→ How to complete this task
Only one stretch of the data below should be repeated: the lines from the line containing "use crate::config::Config;" through the line containing "async fn ctx_with_admin_token()", inclusive, exactly as they are.

→ Data for this task
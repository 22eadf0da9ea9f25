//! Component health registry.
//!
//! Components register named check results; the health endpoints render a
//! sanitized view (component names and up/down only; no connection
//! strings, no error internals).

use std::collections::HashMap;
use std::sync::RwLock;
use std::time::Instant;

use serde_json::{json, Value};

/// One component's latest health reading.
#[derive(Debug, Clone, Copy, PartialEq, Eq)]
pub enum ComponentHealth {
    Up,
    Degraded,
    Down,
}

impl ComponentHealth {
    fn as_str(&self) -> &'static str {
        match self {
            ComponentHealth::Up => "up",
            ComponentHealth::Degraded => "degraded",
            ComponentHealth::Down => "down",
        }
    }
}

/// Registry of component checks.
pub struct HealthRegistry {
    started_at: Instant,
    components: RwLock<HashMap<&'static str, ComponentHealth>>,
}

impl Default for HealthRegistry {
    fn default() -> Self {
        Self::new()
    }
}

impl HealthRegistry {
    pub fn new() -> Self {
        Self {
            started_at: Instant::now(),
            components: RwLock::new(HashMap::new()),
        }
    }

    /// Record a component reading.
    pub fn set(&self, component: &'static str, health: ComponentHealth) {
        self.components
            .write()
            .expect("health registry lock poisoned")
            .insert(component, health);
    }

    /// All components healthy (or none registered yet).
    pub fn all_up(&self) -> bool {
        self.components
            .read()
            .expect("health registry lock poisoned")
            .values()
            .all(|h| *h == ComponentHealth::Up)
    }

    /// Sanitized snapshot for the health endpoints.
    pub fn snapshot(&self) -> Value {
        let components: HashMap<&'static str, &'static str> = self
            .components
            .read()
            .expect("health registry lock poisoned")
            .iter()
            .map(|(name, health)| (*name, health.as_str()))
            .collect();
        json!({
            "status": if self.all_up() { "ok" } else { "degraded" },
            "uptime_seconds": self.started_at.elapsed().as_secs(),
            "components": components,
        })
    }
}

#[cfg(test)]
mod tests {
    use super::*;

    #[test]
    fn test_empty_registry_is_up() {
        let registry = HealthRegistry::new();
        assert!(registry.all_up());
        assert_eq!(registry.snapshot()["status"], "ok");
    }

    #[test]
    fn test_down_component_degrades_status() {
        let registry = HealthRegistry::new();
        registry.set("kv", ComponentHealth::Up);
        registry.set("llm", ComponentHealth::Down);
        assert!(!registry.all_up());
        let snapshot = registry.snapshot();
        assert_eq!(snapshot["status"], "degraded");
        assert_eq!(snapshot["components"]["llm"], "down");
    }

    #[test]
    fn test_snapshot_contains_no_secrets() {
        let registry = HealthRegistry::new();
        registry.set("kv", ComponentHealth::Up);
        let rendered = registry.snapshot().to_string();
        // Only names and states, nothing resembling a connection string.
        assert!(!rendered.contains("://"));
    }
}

---

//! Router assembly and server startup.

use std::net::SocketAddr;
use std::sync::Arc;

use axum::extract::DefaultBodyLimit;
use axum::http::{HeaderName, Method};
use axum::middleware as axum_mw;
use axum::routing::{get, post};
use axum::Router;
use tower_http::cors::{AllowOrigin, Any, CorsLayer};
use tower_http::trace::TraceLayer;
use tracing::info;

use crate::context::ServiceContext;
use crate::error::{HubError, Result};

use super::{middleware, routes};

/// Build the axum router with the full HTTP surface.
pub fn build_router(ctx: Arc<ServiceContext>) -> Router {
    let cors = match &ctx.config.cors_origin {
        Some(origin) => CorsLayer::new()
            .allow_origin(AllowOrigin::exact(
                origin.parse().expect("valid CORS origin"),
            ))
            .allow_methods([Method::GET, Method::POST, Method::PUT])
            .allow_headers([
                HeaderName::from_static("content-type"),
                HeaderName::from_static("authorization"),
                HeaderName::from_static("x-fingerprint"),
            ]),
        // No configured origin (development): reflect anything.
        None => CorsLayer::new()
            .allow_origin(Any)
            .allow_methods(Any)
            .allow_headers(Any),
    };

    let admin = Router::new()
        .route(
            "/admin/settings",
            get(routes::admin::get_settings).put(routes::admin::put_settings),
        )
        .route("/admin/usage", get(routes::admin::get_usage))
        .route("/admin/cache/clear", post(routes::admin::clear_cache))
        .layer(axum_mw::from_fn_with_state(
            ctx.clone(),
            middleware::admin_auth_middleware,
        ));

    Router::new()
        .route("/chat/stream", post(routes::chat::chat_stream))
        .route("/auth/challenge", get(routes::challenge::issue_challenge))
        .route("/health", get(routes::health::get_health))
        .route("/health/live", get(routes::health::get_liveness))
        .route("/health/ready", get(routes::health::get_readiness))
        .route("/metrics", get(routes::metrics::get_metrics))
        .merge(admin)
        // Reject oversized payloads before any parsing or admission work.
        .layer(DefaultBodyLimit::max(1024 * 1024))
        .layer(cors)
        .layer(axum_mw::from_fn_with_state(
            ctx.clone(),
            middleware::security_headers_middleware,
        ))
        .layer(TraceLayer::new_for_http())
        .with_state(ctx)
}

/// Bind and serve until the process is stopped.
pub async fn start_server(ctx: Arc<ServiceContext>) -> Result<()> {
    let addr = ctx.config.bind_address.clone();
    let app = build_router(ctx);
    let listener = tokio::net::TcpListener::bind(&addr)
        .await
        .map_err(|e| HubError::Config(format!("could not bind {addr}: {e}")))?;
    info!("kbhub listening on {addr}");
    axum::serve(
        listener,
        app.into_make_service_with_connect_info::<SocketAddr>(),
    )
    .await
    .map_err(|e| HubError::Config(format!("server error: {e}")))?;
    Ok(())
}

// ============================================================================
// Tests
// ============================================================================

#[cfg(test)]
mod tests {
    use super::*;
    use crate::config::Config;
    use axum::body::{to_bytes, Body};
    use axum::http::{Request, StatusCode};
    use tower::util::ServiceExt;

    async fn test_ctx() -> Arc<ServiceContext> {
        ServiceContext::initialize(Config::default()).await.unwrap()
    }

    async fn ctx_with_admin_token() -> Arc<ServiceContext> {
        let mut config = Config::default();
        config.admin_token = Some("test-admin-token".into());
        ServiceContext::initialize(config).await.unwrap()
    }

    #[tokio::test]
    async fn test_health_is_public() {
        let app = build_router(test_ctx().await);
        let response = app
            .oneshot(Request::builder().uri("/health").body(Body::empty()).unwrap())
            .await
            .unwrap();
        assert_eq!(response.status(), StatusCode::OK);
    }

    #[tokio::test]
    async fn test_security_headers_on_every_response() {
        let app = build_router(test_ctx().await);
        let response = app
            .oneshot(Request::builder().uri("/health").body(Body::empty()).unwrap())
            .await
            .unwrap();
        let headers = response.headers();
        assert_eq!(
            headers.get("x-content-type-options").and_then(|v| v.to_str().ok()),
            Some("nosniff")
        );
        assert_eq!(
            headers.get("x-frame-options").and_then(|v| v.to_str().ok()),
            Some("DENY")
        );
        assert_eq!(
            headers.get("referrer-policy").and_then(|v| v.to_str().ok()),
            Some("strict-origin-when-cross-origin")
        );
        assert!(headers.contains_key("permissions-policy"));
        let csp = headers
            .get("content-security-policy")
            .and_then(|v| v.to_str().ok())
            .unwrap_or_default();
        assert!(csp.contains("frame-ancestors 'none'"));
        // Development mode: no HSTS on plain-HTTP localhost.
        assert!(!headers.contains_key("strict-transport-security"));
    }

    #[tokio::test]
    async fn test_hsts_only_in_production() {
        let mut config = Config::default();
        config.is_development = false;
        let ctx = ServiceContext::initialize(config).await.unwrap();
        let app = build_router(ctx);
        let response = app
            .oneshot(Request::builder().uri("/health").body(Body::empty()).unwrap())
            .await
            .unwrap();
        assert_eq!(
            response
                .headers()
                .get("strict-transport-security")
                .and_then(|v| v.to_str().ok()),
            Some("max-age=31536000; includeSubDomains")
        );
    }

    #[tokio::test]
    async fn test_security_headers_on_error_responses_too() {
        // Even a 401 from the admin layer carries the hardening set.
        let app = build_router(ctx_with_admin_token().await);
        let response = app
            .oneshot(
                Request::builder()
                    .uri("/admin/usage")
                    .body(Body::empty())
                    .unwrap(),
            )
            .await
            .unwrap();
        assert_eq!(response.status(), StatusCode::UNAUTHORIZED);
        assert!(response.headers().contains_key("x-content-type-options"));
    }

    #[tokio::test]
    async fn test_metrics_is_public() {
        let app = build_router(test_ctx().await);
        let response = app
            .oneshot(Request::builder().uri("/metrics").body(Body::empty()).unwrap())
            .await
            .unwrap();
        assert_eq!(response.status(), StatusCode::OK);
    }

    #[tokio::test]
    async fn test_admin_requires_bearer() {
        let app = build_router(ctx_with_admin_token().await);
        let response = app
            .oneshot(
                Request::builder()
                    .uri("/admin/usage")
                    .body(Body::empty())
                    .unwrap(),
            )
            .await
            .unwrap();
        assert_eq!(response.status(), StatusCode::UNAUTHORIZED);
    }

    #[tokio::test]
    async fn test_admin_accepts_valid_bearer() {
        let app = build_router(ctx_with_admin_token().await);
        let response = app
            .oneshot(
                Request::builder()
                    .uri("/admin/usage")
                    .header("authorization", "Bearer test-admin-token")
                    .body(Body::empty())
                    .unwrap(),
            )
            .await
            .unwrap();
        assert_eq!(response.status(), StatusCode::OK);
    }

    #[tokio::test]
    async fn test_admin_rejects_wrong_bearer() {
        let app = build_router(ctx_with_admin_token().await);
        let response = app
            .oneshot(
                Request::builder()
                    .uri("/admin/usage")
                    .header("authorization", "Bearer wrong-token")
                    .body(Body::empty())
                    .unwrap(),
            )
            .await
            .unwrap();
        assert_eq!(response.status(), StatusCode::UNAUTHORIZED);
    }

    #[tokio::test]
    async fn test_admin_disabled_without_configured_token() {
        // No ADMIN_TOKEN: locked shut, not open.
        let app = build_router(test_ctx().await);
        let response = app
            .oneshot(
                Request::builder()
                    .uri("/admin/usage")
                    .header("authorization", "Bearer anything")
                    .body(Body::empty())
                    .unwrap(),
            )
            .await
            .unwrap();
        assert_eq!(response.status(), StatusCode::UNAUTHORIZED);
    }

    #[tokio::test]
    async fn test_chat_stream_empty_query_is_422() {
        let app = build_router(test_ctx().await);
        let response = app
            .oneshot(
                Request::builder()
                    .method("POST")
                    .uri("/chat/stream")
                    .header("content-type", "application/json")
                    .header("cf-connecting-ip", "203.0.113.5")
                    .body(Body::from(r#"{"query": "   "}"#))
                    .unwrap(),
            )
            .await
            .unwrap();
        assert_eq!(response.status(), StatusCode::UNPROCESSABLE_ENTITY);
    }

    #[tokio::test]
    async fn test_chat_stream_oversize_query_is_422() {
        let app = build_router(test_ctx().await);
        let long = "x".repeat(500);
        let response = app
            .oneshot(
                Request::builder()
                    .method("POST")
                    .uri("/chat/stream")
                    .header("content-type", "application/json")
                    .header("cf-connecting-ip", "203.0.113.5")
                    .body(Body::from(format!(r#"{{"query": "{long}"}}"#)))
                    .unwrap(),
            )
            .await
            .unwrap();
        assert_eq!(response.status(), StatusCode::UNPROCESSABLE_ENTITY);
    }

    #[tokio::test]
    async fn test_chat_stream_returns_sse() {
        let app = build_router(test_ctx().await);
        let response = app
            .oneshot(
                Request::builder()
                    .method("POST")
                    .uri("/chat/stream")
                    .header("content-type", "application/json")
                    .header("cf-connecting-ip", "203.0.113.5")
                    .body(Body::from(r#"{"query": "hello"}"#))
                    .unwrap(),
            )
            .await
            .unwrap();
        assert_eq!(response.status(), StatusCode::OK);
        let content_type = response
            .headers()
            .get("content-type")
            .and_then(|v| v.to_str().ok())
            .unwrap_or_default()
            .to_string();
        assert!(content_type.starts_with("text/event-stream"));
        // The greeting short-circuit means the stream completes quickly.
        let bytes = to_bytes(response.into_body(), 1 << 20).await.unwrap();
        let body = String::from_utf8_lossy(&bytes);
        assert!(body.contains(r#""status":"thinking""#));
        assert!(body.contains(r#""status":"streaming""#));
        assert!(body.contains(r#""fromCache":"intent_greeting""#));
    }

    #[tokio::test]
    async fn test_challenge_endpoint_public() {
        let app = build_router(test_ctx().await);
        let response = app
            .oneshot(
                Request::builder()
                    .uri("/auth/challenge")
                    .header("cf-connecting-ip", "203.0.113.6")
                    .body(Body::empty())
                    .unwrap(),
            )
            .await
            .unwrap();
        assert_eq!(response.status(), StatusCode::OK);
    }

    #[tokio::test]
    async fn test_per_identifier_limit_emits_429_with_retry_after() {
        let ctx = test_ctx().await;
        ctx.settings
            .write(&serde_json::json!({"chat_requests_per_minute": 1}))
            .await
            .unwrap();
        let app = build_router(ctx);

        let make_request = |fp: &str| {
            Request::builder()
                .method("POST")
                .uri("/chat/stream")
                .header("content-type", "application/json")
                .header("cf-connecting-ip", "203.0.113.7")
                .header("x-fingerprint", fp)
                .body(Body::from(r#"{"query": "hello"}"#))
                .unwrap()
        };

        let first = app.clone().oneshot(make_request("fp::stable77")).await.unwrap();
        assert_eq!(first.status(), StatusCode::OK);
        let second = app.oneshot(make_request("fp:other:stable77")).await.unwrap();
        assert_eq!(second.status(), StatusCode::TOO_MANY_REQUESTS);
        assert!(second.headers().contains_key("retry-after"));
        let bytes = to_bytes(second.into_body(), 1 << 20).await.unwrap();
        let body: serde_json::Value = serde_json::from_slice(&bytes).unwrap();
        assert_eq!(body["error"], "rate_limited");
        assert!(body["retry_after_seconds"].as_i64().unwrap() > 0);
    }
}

→ Written response
    use crate::config::Config;
    use axum::body::{to_bytes, Body};
    use axum::http::{Request, StatusCode};
    use tower::util::ServiceExt;

    async fn test_ctx() -> Arc<ServiceContext> {
        ServiceContext::initialize(Config::default()).await.unwrap()
    }

    async fn ctx_with_admin_token() -> Arc<ServiceContext> {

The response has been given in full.